[Data extracted from a collection]
============================================================

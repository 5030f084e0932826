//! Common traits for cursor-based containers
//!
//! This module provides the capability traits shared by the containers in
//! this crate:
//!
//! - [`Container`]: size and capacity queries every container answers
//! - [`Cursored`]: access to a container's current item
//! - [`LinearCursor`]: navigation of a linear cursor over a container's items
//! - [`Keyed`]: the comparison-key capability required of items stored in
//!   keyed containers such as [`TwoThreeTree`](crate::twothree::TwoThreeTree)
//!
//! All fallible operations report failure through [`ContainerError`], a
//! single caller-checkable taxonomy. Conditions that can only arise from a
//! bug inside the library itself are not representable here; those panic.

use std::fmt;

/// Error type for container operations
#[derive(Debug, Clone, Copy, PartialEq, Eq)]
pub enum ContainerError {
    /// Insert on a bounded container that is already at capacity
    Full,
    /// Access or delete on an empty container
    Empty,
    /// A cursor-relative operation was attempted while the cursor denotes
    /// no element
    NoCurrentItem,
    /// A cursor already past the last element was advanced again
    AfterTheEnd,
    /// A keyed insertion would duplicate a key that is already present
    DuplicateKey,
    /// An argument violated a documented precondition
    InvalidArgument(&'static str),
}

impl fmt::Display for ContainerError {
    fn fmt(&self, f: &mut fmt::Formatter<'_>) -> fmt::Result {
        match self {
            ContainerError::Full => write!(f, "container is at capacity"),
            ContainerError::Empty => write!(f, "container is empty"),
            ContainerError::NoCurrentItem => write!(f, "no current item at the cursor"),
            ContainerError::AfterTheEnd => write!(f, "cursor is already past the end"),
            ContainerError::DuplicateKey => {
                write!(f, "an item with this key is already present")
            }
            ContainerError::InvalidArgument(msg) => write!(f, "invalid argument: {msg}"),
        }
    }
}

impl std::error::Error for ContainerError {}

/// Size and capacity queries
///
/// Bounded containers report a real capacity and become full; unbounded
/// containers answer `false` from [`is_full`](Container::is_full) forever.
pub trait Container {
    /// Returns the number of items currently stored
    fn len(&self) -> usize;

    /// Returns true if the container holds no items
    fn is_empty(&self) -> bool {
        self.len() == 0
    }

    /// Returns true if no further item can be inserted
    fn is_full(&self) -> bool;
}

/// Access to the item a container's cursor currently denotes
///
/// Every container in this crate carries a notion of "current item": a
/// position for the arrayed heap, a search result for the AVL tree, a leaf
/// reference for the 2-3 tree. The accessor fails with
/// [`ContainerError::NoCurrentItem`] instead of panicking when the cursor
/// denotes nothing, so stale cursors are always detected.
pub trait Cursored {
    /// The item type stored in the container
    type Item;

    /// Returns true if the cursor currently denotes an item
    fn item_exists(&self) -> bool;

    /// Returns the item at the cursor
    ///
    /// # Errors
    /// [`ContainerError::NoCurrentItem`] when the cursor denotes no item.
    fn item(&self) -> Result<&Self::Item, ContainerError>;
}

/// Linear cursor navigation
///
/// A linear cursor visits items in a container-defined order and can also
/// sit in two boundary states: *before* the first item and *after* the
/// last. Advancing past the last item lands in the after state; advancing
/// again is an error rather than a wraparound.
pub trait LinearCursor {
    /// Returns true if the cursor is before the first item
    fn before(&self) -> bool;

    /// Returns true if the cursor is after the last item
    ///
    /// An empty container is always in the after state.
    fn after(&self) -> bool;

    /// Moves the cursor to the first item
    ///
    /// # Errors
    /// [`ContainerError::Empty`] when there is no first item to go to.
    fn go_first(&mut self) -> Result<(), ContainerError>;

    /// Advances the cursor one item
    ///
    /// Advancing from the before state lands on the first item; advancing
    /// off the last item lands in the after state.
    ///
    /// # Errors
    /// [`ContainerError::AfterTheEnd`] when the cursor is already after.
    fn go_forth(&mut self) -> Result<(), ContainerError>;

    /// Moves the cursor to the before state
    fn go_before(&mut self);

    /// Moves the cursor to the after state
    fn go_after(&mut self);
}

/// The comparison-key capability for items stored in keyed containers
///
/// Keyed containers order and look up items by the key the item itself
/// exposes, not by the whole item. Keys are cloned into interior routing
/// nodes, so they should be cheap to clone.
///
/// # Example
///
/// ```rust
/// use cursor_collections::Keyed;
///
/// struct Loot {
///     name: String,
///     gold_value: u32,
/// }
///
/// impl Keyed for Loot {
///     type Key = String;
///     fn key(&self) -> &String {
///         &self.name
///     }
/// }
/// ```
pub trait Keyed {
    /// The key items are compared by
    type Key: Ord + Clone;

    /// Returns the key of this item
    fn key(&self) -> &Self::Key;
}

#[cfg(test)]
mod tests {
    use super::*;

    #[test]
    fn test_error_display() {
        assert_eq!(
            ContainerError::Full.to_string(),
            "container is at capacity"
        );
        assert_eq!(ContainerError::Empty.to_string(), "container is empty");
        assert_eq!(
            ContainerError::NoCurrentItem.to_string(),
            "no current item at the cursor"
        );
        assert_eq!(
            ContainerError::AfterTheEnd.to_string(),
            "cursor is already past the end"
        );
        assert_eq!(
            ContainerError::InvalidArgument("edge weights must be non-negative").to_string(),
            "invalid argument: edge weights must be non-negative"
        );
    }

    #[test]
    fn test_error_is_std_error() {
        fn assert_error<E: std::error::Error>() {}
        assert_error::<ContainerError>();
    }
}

============================================================

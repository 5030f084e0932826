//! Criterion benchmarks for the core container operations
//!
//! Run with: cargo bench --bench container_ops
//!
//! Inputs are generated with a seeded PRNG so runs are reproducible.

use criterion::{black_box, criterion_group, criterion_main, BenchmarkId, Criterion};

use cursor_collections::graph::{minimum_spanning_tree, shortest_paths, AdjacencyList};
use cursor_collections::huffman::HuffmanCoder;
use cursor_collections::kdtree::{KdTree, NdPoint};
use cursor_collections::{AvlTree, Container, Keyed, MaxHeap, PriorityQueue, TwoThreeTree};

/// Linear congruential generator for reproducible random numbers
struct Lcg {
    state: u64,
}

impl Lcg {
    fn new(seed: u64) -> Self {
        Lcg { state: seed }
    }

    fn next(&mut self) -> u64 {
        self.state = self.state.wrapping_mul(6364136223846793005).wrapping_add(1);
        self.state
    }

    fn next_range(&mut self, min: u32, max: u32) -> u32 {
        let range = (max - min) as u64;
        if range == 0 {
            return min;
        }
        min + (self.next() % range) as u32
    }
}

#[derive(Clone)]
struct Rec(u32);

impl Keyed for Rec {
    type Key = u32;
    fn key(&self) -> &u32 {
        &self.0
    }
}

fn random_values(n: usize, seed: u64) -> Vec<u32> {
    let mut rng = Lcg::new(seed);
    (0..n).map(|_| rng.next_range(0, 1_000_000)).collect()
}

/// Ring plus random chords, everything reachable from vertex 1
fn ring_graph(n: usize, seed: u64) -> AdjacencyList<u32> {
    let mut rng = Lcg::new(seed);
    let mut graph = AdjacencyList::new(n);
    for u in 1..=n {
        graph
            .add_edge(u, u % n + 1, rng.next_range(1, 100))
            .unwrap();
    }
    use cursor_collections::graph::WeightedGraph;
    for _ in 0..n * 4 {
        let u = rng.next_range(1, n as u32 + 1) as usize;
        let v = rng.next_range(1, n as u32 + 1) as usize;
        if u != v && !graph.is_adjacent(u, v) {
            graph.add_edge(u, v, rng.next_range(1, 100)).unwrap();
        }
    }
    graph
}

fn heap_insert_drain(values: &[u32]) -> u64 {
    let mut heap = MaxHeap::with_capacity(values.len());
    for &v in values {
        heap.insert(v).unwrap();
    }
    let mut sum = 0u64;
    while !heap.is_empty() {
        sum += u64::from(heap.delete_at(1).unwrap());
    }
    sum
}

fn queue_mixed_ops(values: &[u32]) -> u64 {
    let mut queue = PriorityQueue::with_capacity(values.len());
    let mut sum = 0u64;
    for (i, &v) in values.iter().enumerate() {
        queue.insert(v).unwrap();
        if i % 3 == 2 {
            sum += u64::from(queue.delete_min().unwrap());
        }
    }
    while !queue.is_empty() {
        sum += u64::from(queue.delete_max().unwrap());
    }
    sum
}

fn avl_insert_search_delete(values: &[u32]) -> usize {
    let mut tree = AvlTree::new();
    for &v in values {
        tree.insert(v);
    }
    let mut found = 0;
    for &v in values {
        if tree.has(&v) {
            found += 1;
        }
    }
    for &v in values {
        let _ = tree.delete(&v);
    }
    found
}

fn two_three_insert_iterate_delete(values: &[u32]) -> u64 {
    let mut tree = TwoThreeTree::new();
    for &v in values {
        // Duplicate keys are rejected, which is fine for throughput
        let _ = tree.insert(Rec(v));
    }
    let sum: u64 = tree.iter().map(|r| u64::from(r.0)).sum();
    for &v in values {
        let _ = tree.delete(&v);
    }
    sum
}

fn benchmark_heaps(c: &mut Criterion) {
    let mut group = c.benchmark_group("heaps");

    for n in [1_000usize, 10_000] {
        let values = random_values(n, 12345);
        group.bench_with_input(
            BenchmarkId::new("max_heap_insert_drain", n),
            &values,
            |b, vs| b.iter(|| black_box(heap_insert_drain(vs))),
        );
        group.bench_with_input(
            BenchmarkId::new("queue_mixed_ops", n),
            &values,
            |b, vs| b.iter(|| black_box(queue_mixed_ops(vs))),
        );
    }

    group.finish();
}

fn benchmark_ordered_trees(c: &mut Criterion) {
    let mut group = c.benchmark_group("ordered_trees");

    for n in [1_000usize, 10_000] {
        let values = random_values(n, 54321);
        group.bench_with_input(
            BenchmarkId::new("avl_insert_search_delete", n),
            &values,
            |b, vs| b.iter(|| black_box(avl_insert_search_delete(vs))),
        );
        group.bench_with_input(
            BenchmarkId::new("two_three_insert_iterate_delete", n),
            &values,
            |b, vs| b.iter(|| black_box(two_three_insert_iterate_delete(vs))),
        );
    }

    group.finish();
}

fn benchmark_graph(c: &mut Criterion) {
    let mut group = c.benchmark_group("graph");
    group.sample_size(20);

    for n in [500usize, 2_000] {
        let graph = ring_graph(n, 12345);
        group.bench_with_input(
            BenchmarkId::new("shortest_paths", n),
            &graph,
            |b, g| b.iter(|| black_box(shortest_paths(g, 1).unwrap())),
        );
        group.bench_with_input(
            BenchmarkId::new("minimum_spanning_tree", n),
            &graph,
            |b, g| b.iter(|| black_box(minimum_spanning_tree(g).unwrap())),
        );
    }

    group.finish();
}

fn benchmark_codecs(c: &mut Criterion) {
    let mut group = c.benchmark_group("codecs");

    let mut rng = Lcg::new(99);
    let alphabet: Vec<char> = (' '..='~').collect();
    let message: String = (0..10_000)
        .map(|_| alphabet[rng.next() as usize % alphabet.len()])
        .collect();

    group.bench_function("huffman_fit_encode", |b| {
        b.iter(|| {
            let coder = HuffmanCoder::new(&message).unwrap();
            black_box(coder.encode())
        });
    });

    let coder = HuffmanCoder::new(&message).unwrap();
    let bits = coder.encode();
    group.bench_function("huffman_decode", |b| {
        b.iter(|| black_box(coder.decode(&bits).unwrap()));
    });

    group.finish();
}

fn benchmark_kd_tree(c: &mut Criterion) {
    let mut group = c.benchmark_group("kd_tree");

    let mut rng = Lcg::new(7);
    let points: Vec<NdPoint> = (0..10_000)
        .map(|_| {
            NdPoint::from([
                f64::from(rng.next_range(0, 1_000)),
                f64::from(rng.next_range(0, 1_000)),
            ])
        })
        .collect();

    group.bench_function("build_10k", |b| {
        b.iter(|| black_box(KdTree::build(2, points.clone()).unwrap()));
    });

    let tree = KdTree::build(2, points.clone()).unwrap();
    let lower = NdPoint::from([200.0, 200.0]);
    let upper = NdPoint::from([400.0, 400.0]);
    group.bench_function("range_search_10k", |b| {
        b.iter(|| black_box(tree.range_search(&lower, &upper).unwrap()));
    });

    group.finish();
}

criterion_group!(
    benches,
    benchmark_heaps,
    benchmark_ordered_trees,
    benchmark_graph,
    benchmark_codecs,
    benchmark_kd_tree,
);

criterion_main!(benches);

============================================================

Look through the entries above. Extract each line with the word "DuplicateKey".

## FINISHED TASK
    DuplicateKey,
            ContainerError::DuplicateKey => {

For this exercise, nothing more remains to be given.